Dr. Reisa Sperling, the director of the Center for Alzheimer Research and Treatment, Professor of Neurology at Harvard Medical School and Remondi Family Distinguished Chair in Neurology at Brigham & Women's Hospital, has been elected to the National Academy of Medicine (NAM) for her pioneering clinical research that revolutionized the concept of preclinical Alzheimer’s disease.

Dr. Sperling’s work has fundamentally changed the way the scientific community thinks about AD, generating compelling evidence that there is a long preclinical (presymptomatic) phase of the disease, marked by the accumulation of early AD pathology, that begins more than a decade prior to clinically evident symptoms. Her early studies utilized functional MRI to elucidate the earliest changes in synaptic function and neural networks that underlie memory impairment in aging and early AD. Her foundational work in the Harvard Aging Brain Study combines molecular PET imaging of amyloid and tau pathology and innovative neuropsychological measures to predict and track cognitive decline in the preclinical stages of AD. She has made seminal contributions to the design of disease-modifying trials across the spectrum of AD, including the recognition of amyloid related imaging abnormalities (ARIA) and the importance of treating much earlier in the pathophysiological process of AD. In addition to being one of a very small number of women at the top of her field, Dr. Sperling has also translated the cutting-edge findings from her observational studies into pioneering prevention trials that are likely to revolutionize the future treatment of AD.

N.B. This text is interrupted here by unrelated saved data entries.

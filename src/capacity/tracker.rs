//! # Capacity Tracker
//!
//! Per-substation reserved-capacity counters and the reservation handles
//! issued against them. This is the source of truth for admission.
//!
//! Each substation owns one `AtomicU64`. `try_reserve` performs the capacity
//! check and the increment in a single `fetch_update`, so two concurrent
//! callers can never both squeeze past `max` even when each saw enough room
//! when it ranked candidates. Counters of different substations never
//! contend with each other.
//!
//! Every successful reservation is recorded in a live set keyed by
//! [`ReservationId`]. `release` removes the entry before touching the counter:
//! whichever caller wins the removal performs the single decrement, and
//! everyone else gets `AlreadyReleased`.

use chrono::{DateTime, Utc};
use dashmap::DashMap;
use metrics::gauge;
use serde::{Deserialize, Serialize};
use std::fmt;
use std::sync::atomic::{AtomicU64, Ordering};
use std::sync::Arc;
use tracing::{debug, error, warn};
use uuid::Uuid;

use crate::core::error::{BalancerError, BalancerResult};
use crate::core::types::SubstationId;

/// Opaque identifier of one reservation
#[derive(Debug, Clone, PartialEq, Eq, Hash, Serialize, Deserialize)]
pub struct ReservationId(String);

impl ReservationId {
    fn generate() -> Self {
        Self(Uuid::new_v4().to_string())
    }

    pub fn as_str(&self) -> &str {
        &self.0
    }
}

impl fmt::Display for ReservationId {
    fn fmt(&self, f: &mut fmt::Formatter<'_>) -> fmt::Result {
        write!(f, "{}", self.0)
    }
}

/// Handle proving that `amount` units are held on `substation_id`.
///
/// The handle is consumed exactly once by [`CapacityTracker::release`];
/// releasing a clone of an already released handle is reported, not applied.
#[derive(Debug, Clone, PartialEq, Eq, Serialize, Deserialize)]
pub struct Reservation {
    pub id: ReservationId,
    pub substation_id: SubstationId,
    pub amount: u64,
    pub reserved_at: DateTime<Utc>,
}

/// Instantaneous `(reserved, max)` pair for one substation
#[derive(Debug, Clone, Copy, PartialEq, Eq, Serialize, Deserialize)]
pub struct LoadSnapshot {
    pub reserved: u64,
    pub max: u64,
}

impl LoadSnapshot {
    pub fn available(&self) -> u64 {
        self.max.saturating_sub(self.reserved)
    }
}

struct CapacityCell {
    max: u64,
    reserved: AtomicU64,
}

/// Publish the counter's current value
fn publish_reserved(substation_id: &str, cell: &CapacityCell) {
    let reserved = cell.reserved.load(Ordering::Acquire);
    gauge!("substation_reserved", "substation_id" => substation_id.to_string()).set(reserved as f64);
}

/// Linearizable admission control, one counter per substation
#[derive(Default)]
pub struct CapacityTracker {
    cells: DashMap<SubstationId, Arc<CapacityCell>>,
    live: DashMap<ReservationId, Reservation>,
}

impl CapacityTracker {
    pub fn new() -> Self {
        Self::default()
    }

    /// Create the counter for a newly registered substation
    pub fn register(&self, substation_id: &str, max: u64) -> BalancerResult<()> {
        if max == 0 {
            return Err(BalancerError::config(format!(
                "Substation '{}' must declare a positive max capacity",
                substation_id
            )));
        }

        match self.cells.entry(substation_id.to_string()) {
            dashmap::mapref::entry::Entry::Occupied(_) => Err(BalancerError::DuplicateId {
                substation_id: substation_id.to_string(),
            }),
            dashmap::mapref::entry::Entry::Vacant(slot) => {
                slot.insert(Arc::new(CapacityCell {
                    max,
                    reserved: AtomicU64::new(0),
                }));
                gauge!("substation_max_capacity", "substation_id" => substation_id.to_string()).set(max as f64);
                gauge!("substation_reserved", "substation_id" => substation_id.to_string()).set(0.0);
                Ok(())
            }
        }
    }

    fn cell(&self, substation_id: &str) -> BalancerResult<Arc<CapacityCell>> {
        // Clone the Arc out so the shard lock is not held across the update
        self.cells
            .get(substation_id)
            .map(|cell| cell.clone())
            .ok_or_else(|| BalancerError::unknown_substation(substation_id))
    }

    /// Atomically check `reserved + amount <= max` and claim `amount`.
    ///
    /// On failure nothing changes and `CapacityExceeded` reports the load
    /// observed by the failed attempt.
    pub fn try_reserve(&self, substation_id: &str, amount: u64) -> BalancerResult<Reservation> {
        if amount == 0 {
            return Err(BalancerError::InvalidAmount { amount });
        }

        let cell = self.cell(substation_id)?;
        let max = cell.max;

        let previous = cell
            .reserved
            .fetch_update(Ordering::AcqRel, Ordering::Acquire, |reserved| {
                reserved.checked_add(amount).filter(|next| *next <= max)
            })
            .map_err(|reserved| BalancerError::CapacityExceeded {
                substation_id: substation_id.to_string(),
                requested: amount,
                reserved,
                max,
            })?;

        let reservation = Reservation {
            id: ReservationId::generate(),
            substation_id: substation_id.to_string(),
            amount,
            reserved_at: Utc::now(),
        };
        self.live.insert(reservation.id.clone(), reservation.clone());

        let reserved = previous + amount;
        publish_reserved(substation_id, &cell);
        debug!(
            substation_id = %substation_id,
            reservation_id = %reservation.id,
            amount,
            reserved,
            max,
            "Reserved capacity"
        );

        Ok(reservation)
    }

    /// Return a reservation's capacity, exactly once.
    pub fn release(&self, reservation: &Reservation) -> BalancerResult<()> {
        let Some((_, held)) = self.live.remove(&reservation.id) else {
            warn!(
                reservation_id = %reservation.id,
                substation_id = %reservation.substation_id,
                "Release of a reservation that is no longer live"
            );
            return Err(BalancerError::AlreadyReleased {
                reservation_id: reservation.id.to_string(),
            });
        };

        let cell = self.cell(&held.substation_id)?;
        let remaining = cell
            .reserved
            .fetch_update(Ordering::AcqRel, Ordering::Acquire, |reserved| {
                reserved.checked_sub(held.amount)
            })
            .map(|previous| previous - held.amount)
            .map_err(|reserved| {
                error!(
                    substation_id = %held.substation_id,
                    reserved,
                    amount = held.amount,
                    "Reserved counter would underflow"
                );
                BalancerError::internal(format!(
                    "reserved counter for '{}' would underflow ({} - {})",
                    held.substation_id, reserved, held.amount
                ))
            })?;

        publish_reserved(&held.substation_id, &cell);
        debug!(
            substation_id = %held.substation_id,
            reservation_id = %held.id,
            amount = held.amount,
            reserved = remaining,
            "Released capacity"
        );

        Ok(())
    }

    /// Instantaneous `(reserved, max)`; may be stale by the time it is used
    pub fn current_load(&self, substation_id: &str) -> BalancerResult<LoadSnapshot> {
        let cell = self.cell(substation_id)?;
        Ok(LoadSnapshot {
            reserved: cell.reserved.load(Ordering::Acquire),
            max: cell.max,
        })
    }

    pub fn is_live(&self, reservation_id: &ReservationId) -> bool {
        self.live.contains_key(reservation_id)
    }

    /// All reservations still held on one substation
    pub fn live_reservations(&self, substation_id: &str) -> BalancerResult<Vec<Reservation>> {
        if !self.cells.contains_key(substation_id) {
            return Err(BalancerError::unknown_substation(substation_id));
        }

        let mut reservations: Vec<Reservation> = self
            .live
            .iter()
            .filter(|entry| entry.value().substation_id == substation_id)
            .map(|entry| entry.value().clone())
            .collect();
        reservations.sort_by(|a, b| a.reserved_at.cmp(&b.reserved_at));
        Ok(reservations)
    }

    /// Number of reservations held across all substations
    pub fn live_count(&self) -> usize {
        self.live.len()
    }
}

#[cfg(test)]
mod tests {
    use super::*;
    use metrics_exporter_prometheus::PrometheusBuilder;

    fn tracker_with(substation_id: &str, max: u64) -> CapacityTracker {
        let tracker = CapacityTracker::new();
        tracker.register(substation_id, max).unwrap();
        tracker
    }

    #[test]
    fn test_reserve_and_release() {
        let tracker = tracker_with("s1", 10);

        let reservation = tracker.try_reserve("s1", 4).unwrap();
        assert_eq!(tracker.current_load("s1").unwrap(), LoadSnapshot { reserved: 4, max: 10 });
        assert!(tracker.is_live(&reservation.id));

        tracker.release(&reservation).unwrap();
        assert_eq!(tracker.current_load("s1").unwrap().reserved, 0);
        assert!(!tracker.is_live(&reservation.id));
    }

    #[test]
    fn test_reserve_up_to_exact_capacity() {
        let tracker = tracker_with("s1", 10);
        tracker.try_reserve("s1", 6).unwrap();
        tracker.try_reserve("s1", 4).unwrap();

        let err = tracker.try_reserve("s1", 1).unwrap_err();
        assert_eq!(
            err,
            BalancerError::CapacityExceeded {
                substation_id: "s1".to_string(),
                requested: 1,
                reserved: 10,
                max: 10,
            }
        );
        assert_eq!(tracker.current_load("s1").unwrap().reserved, 10);
    }

    #[test]
    fn test_double_release_is_rejected() {
        let tracker = tracker_with("s1", 10);
        let reservation = tracker.try_reserve("s1", 3).unwrap();

        tracker.release(&reservation).unwrap();
        let err = tracker.release(&reservation).unwrap_err();
        assert!(matches!(err, BalancerError::AlreadyReleased { .. }));
        assert_eq!(tracker.current_load("s1").unwrap().reserved, 0);
    }

    #[test]
    fn test_zero_amount_rejected_without_side_effects() {
        let tracker = tracker_with("s1", 10);
        assert_eq!(tracker.try_reserve("s1", 0), Err(BalancerError::InvalidAmount { amount: 0 }));
        assert_eq!(tracker.live_count(), 0);
    }

    #[test]
    fn test_unknown_substation() {
        let tracker = CapacityTracker::new();
        assert!(matches!(
            tracker.try_reserve("ghost", 1),
            Err(BalancerError::UnknownSubstation { .. })
        ));
        assert!(tracker.current_load("ghost").is_err());
    }

    #[test]
    fn test_duplicate_registration() {
        let tracker = tracker_with("s1", 10);
        assert!(matches!(tracker.register("s1", 20), Err(BalancerError::DuplicateId { .. })));
        assert_eq!(tracker.current_load("s1").unwrap().max, 10);
    }

    #[test]
    fn test_live_reservations_are_scoped_per_substation() {
        let tracker = CapacityTracker::new();
        tracker.register("a", 10).unwrap();
        tracker.register("b", 10).unwrap();
        tracker.try_reserve("a", 1).unwrap();
        tracker.try_reserve("a", 2).unwrap();
        tracker.try_reserve("b", 3).unwrap();

        let on_a = tracker.live_reservations("a").unwrap();
        assert_eq!(on_a.len(), 2);
        assert_eq!(on_a.iter().map(|r| r.amount).sum::<u64>(), 3);
        assert_eq!(tracker.live_count(), 3);
    }

    #[test]
    fn test_concurrent_reservations_never_exceed_max() {
        let tracker = Arc::new(tracker_with("s1", 100));
        let mut handles = Vec::new();

        for _ in 0..8 {
            let tracker = tracker.clone();
            handles.push(std::thread::spawn(move || {
                let mut admitted = Vec::new();
                for _ in 0..50 {
                    if let Ok(reservation) = tracker.try_reserve("s1", 1) {
                        admitted.push(reservation);
                    }
                }
                admitted
            }));
        }

        let admitted: Vec<Reservation> = handles
            .into_iter()
            .flat_map(|handle| handle.join().unwrap())
            .collect();

        assert_eq!(admitted.len(), 100);
        assert_eq!(tracker.current_load("s1").unwrap().reserved, 100);
    }

    #[test]
    fn test_reserved_gauge_follows_counter() {
        let recorder = PrometheusBuilder::new().build_recorder();
        let handle = recorder.handle();

        metrics::with_local_recorder(&recorder, || {
            let tracker = tracker_with("s1", 10);
            let first = tracker.try_reserve("s1", 4).unwrap();
            let _second = tracker.try_reserve("s1", 3).unwrap();
            tracker.release(&first).unwrap();
            assert!(tracker.release(&first).is_err());
        });

        let rendered = handle.render();
        assert!(
            rendered.contains("substation_reserved{substation_id=\"s1\"} 3"),
            "{}",
            rendered
        );
    }
}
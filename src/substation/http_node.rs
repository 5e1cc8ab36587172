//! Remote substation service client.
//!
//! Sessions are forwarded with `POST {url}/charge`. The node then polls
//! `GET {url}/sessions/{session_id}` until the remote side reports the session
//! finished, and releases the reservation locally. Cancelling or draining ends
//! the session in the local book only; the remote service has no cancel call.

use async_trait::async_trait;
use chrono::{DateTime, Utc};
use reqwest::{Client as HttpClient, StatusCode};
use serde::{Deserialize, Serialize};
use std::sync::Arc;
use std::time::Duration;
use tokio_util::sync::CancellationToken;
use tracing::{debug, warn};

use crate::capacity::{CapacityTracker, Reservation};
use crate::core::error::{BalancerError, BalancerResult};
use crate::core::types::ChargeRequest;
use crate::substation::node::SubstationNode;
use crate::substation::session::{
    ChargeSession, SessionBook, SessionEnd, SessionListing, SessionTicket,
};

#[derive(Debug, Serialize)]
struct ChargeCall<'a> {
    request_id: &'a str,
    vehicle_id: &'a str,
    requested_power: u64,
    duration: u64,
}

#[derive(Debug, Deserialize)]
struct ChargeAccepted {
    session_id: String,
    #[serde(default)]
    estimated_completion: Option<DateTime<Utc>>,
}

#[derive(Debug, Deserialize)]
struct RemoteSession {
    status: String,
}

pub struct HttpSubstationNode {
    base_url: String,
    client: HttpClient,
    book: Arc<SessionBook>,
    poll_interval: Duration,
    shutdown: CancellationToken,
}

impl HttpSubstationNode {
    pub fn new(
        substation_id: impl Into<String>,
        base_url: impl Into<String>,
        capacity: Arc<CapacityTracker>,
        request_timeout: Duration,
        poll_interval: Duration,
        history_limit: usize,
    ) -> BalancerResult<Self> {
        let client = HttpClient::builder().timeout(request_timeout).build()?;

        Ok(Self {
            base_url: base_url.into().trim_end_matches('/').to_string(),
            client,
            book: Arc::new(SessionBook::new(substation_id, capacity, history_limit)),
            poll_interval,
            shutdown: CancellationToken::new(),
        })
    }

    pub fn base_url(&self) -> &str {
        &self.base_url
    }

    /// Stop every session watcher; sessions stay in the book as they are
    pub fn shutdown(&self) {
        self.shutdown.cancel();
    }

    fn watch(&self, session_id: String, reservation: Reservation) {
        let client = self.client.clone();
        let book = self.book.clone();
        let url = format!("{}/sessions/{}", self.base_url, session_id);
        let poll_interval = self.poll_interval;
        let shutdown = self.shutdown.clone();

        tokio::spawn(async move {
            let mut ticker = tokio::time::interval(poll_interval);
            // first tick is immediate
            ticker.tick().await;

            loop {
                tokio::select! {
                    _ = shutdown.cancelled() => return,
                    _ = ticker.tick() => {}
                }

                if !book.is_active(&reservation.id) {
                    return;
                }

                let finished = match client.get(&url).send().await {
                    Ok(response) if response.status() == StatusCode::NOT_FOUND => {
                        warn!(session_id = %session_id, "Remote substation no longer knows the session");
                        true
                    }
                    Ok(response) if response.status().is_success() => {
                        match response.json::<RemoteSession>().await {
                            Ok(remote) => remote.status != "active",
                            Err(e) => {
                                debug!(session_id = %session_id, error = %e, "Unreadable session status");
                                false
                            }
                        }
                    }
                    Ok(response) => {
                        debug!(session_id = %session_id, status = %response.status(), "Session poll failed");
                        false
                    }
                    Err(e) => {
                        debug!(session_id = %session_id, error = %e, "Session poll failed");
                        false
                    }
                };

                if finished {
                    if let Err(e) = book.finish(&reservation, SessionEnd::Completed) {
                        debug!(session_id = %session_id, error = %e, "Session already ended");
                    }
                    return;
                }
            }
        });
    }
}

#[async_trait]
impl SubstationNode for HttpSubstationNode {
    fn substation_id(&self) -> &str {
        self.book.substation_id()
    }

    async fn begin_session(
        &self,
        request: &ChargeRequest,
        reservation: Reservation,
    ) -> BalancerResult<SessionTicket> {
        let body = ChargeCall {
            request_id: &request.id,
            vehicle_id: &request.vehicle_id,
            requested_power: reservation.amount,
            duration: request.duration_secs,
        };

        let response = self
            .client
            .post(format!("{}/charge", self.base_url))
            .json(&body)
            .send()
            .await
            .map_err(|e| BalancerError::node_unavailable(self.substation_id(), e.to_string()))?;

        let status = response.status();
        if status == StatusCode::CONFLICT {
            return Err(BalancerError::node_unavailable(
                self.substation_id(),
                "remote substation reports insufficient capacity",
            ));
        }
        if !status.is_success() {
            return Err(BalancerError::node_unavailable(
                self.substation_id(),
                format!("remote substation answered {}", status),
            ));
        }

        let accepted: ChargeAccepted = response
            .json()
            .await
            .map_err(|e| BalancerError::node_unavailable(self.substation_id(), e.to_string()))?;

        let session = ChargeSession::start(accepted.session_id.clone(), request, &reservation);
        let ticket = SessionTicket {
            session_id: session.session_id.clone(),
            substation_id: session.substation_id.clone(),
            started_at: session.start_time,
            estimated_completion: accepted
                .estimated_completion
                .or_else(|| request.estimated_completion(session.start_time)),
        };
        self.book.open(session);
        self.watch(accepted.session_id, reservation);

        Ok(ticket)
    }

    async fn end_session(
        &self,
        reservation: &Reservation,
        end: SessionEnd,
    ) -> BalancerResult<ChargeSession> {
        self.book.finish(reservation, end)
    }

    fn session(&self, session_id: &str) -> Option<ChargeSession> {
        self.book.get(session_id)
    }

    fn sessions(&self) -> SessionListing {
        self.book.listing()
    }
}

impl Drop for HttpSubstationNode {
    fn drop(&mut self) {
        self.shutdown.cancel();
    }
}
//! Charge sessions and the book that both node kinds keep them in.
//!
//! Ending a session is the only path that releases a reservation from the
//! node side. [`SessionBook::finish`] removes the session from the active set
//! first, so a timer firing and an operator cancel racing on the same session
//! produce exactly one release.

use chrono::{DateTime, Utc};
use dashmap::DashMap;
use metrics::{counter, histogram};
use parking_lot::Mutex;
use serde::{Deserialize, Serialize};
use std::collections::VecDeque;
use std::fmt;
use std::sync::Arc;
use tracing::info;

use crate::capacity::{CapacityTracker, Reservation, ReservationId};
use crate::core::error::{BalancerError, BalancerResult};
use crate::core::types::{ChargeRequest, SubstationId};

#[derive(Debug, Clone, Copy, PartialEq, Eq, Hash, Serialize, Deserialize)]
#[serde(rename_all = "snake_case")]
pub enum SessionStatus {
    Active,
    Completed,
    Cancelled,
    Drained,
}

impl SessionStatus {
    pub fn is_finished(&self) -> bool {
        !matches!(self, SessionStatus::Active)
    }

    pub fn as_str(&self) -> &'static str {
        match self {
            SessionStatus::Active => "active",
            SessionStatus::Completed => "completed",
            SessionStatus::Cancelled => "cancelled",
            SessionStatus::Drained => "drained",
        }
    }
}

impl fmt::Display for SessionStatus {
    fn fmt(&self, f: &mut fmt::Formatter<'_>) -> fmt::Result {
        f.write_str(self.as_str())
    }
}

/// Why a session is being ended
#[derive(Debug, Clone, Copy, PartialEq, Eq, Serialize, Deserialize)]
#[serde(rename_all = "snake_case")]
pub enum SessionEnd {
    /// The requested duration elapsed, or the remote node reported completion
    Completed,
    /// The request was cancelled after admission
    Cancelled,
    /// An operator drained the substation
    Drained,
}

impl From<SessionEnd> for SessionStatus {
    fn from(end: SessionEnd) -> Self {
        match end {
            SessionEnd::Completed => SessionStatus::Completed,
            SessionEnd::Cancelled => SessionStatus::Cancelled,
            SessionEnd::Drained => SessionStatus::Drained,
        }
    }
}

#[derive(Debug, Clone, PartialEq, Serialize, Deserialize)]
pub struct ChargeSession {
    pub session_id: String,
    pub request_id: String,
    pub vehicle_id: String,
    pub substation_id: SubstationId,
    pub reservation_id: ReservationId,
    pub power: u64,
    pub duration_secs: u64,
    pub start_time: DateTime<Utc>,
    pub end_time: Option<DateTime<Utc>>,
    pub status: SessionStatus,
}

impl ChargeSession {
    pub fn start(session_id: String, request: &ChargeRequest, reservation: &Reservation) -> Self {
        Self {
            session_id,
            request_id: request.id.clone(),
            vehicle_id: request.vehicle_id.clone(),
            substation_id: reservation.substation_id.clone(),
            reservation_id: reservation.id.clone(),
            power: reservation.amount,
            duration_secs: request.duration_secs,
            start_time: Utc::now(),
            end_time: None,
            status: SessionStatus::Active,
        }
    }
}

/// Acknowledgement returned by a node once a session has started
#[derive(Debug, Clone, PartialEq, Serialize, Deserialize)]
pub struct SessionTicket {
    pub session_id: String,
    pub substation_id: SubstationId,
    pub started_at: DateTime<Utc>,
    pub estimated_completion: Option<DateTime<Utc>>,
}

#[derive(Debug, Clone, Default, PartialEq, Serialize, Deserialize)]
pub struct SessionListing {
    pub active_sessions: Vec<ChargeSession>,
    pub completed_sessions: Vec<ChargeSession>,
}

/// Active sessions plus a bounded history of finished ones
pub struct SessionBook {
    substation_id: SubstationId,
    capacity: Arc<CapacityTracker>,
    active: DashMap<ReservationId, ChargeSession>,
    history: Mutex<VecDeque<ChargeSession>>,
    history_limit: usize,
}

impl SessionBook {
    pub fn new(substation_id: impl Into<SubstationId>, capacity: Arc<CapacityTracker>, history_limit: usize) -> Self {
        Self {
            substation_id: substation_id.into(),
            capacity,
            active: DashMap::new(),
            history: Mutex::new(VecDeque::with_capacity(history_limit)),
            history_limit,
        }
    }

    pub fn substation_id(&self) -> &str {
        &self.substation_id
    }

    pub fn open(&self, session: ChargeSession) {
        counter!(
            "charging_sessions_total",
            "substation_id" => self.substation_id.clone(),
            "status" => "started"
        )
        .increment(1);
        info!(
            substation_id = %self.substation_id,
            session_id = %session.session_id,
            vehicle_id = %session.vehicle_id,
            power = session.power,
            duration_secs = session.duration_secs,
            "Started charging session"
        );
        self.active.insert(session.reservation_id.clone(), session);
    }

    /// End the session holding `reservation` and release its capacity.
    ///
    /// Returns `AlreadyReleased` without touching the tracker when no active
    /// session holds the reservation.
    pub fn finish(&self, reservation: &Reservation, end: SessionEnd) -> BalancerResult<ChargeSession> {
        let Some((_, mut session)) = self.active.remove(&reservation.id) else {
            return Err(BalancerError::AlreadyReleased {
                reservation_id: reservation.id.to_string(),
            });
        };

        let released = self.capacity.release(reservation);

        let ended_at = Utc::now();
        session.end_time = Some(ended_at);
        session.status = end.into();

        let elapsed = (ended_at - session.start_time).to_std().unwrap_or_default();
        counter!(
            "charging_sessions_total",
            "substation_id" => self.substation_id.clone(),
            "status" => session.status.as_str()
        )
        .increment(1);
        histogram!(
            "charging_session_duration_seconds",
            "substation_id" => self.substation_id.clone()
        )
        .record(elapsed.as_secs_f64());
        info!(
            substation_id = %self.substation_id,
            session_id = %session.session_id,
            status = %session.status,
            elapsed_secs = elapsed.as_secs_f64(),
            "Charging session ended"
        );

        self.remember(session.clone());
        released.map(|_| session)
    }

    fn remember(&self, session: ChargeSession) {
        if self.history_limit == 0 {
            return;
        }
        let mut history = self.history.lock();
        if history.len() == self.history_limit {
            history.pop_front();
        }
        history.push_back(session);
    }

    pub fn is_active(&self, reservation_id: &ReservationId) -> bool {
        self.active.contains_key(reservation_id)
    }

    /// Look a session up by id among active sessions, then history
    pub fn get(&self, session_id: &str) -> Option<ChargeSession> {
        if let Some(session) = self
            .active
            .iter()
            .find(|entry| entry.value().session_id == session_id)
        {
            return Some(session.value().clone());
        }

        self.history
            .lock()
            .iter()
            .rev()
            .find(|session| session.session_id == session_id)
            .cloned()
    }

    pub fn listing(&self) -> SessionListing {
        let mut active_sessions: Vec<ChargeSession> =
            self.active.iter().map(|entry| entry.value().clone()).collect();
        active_sessions.sort_by(|a, b| a.start_time.cmp(&b.start_time));

        SessionListing {
            active_sessions,
            completed_sessions: self.history.lock().iter().cloned().collect(),
        }
    }

    pub fn active_count(&self) -> usize {
        self.active.len()
    }
}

The National Academy of Medicine (NAM) elected 90 regular members and 10 international members during its annual meeting. Election to the Academy is considered one of the highest honors in the fields of health and medicine and recognizes individuals who have demonstrated outstanding professional achievement and commitment to service. New members are elected by current members through a process that recognizes individuals who have made major contributions to the advancement of the medical sciences, health care, and public health.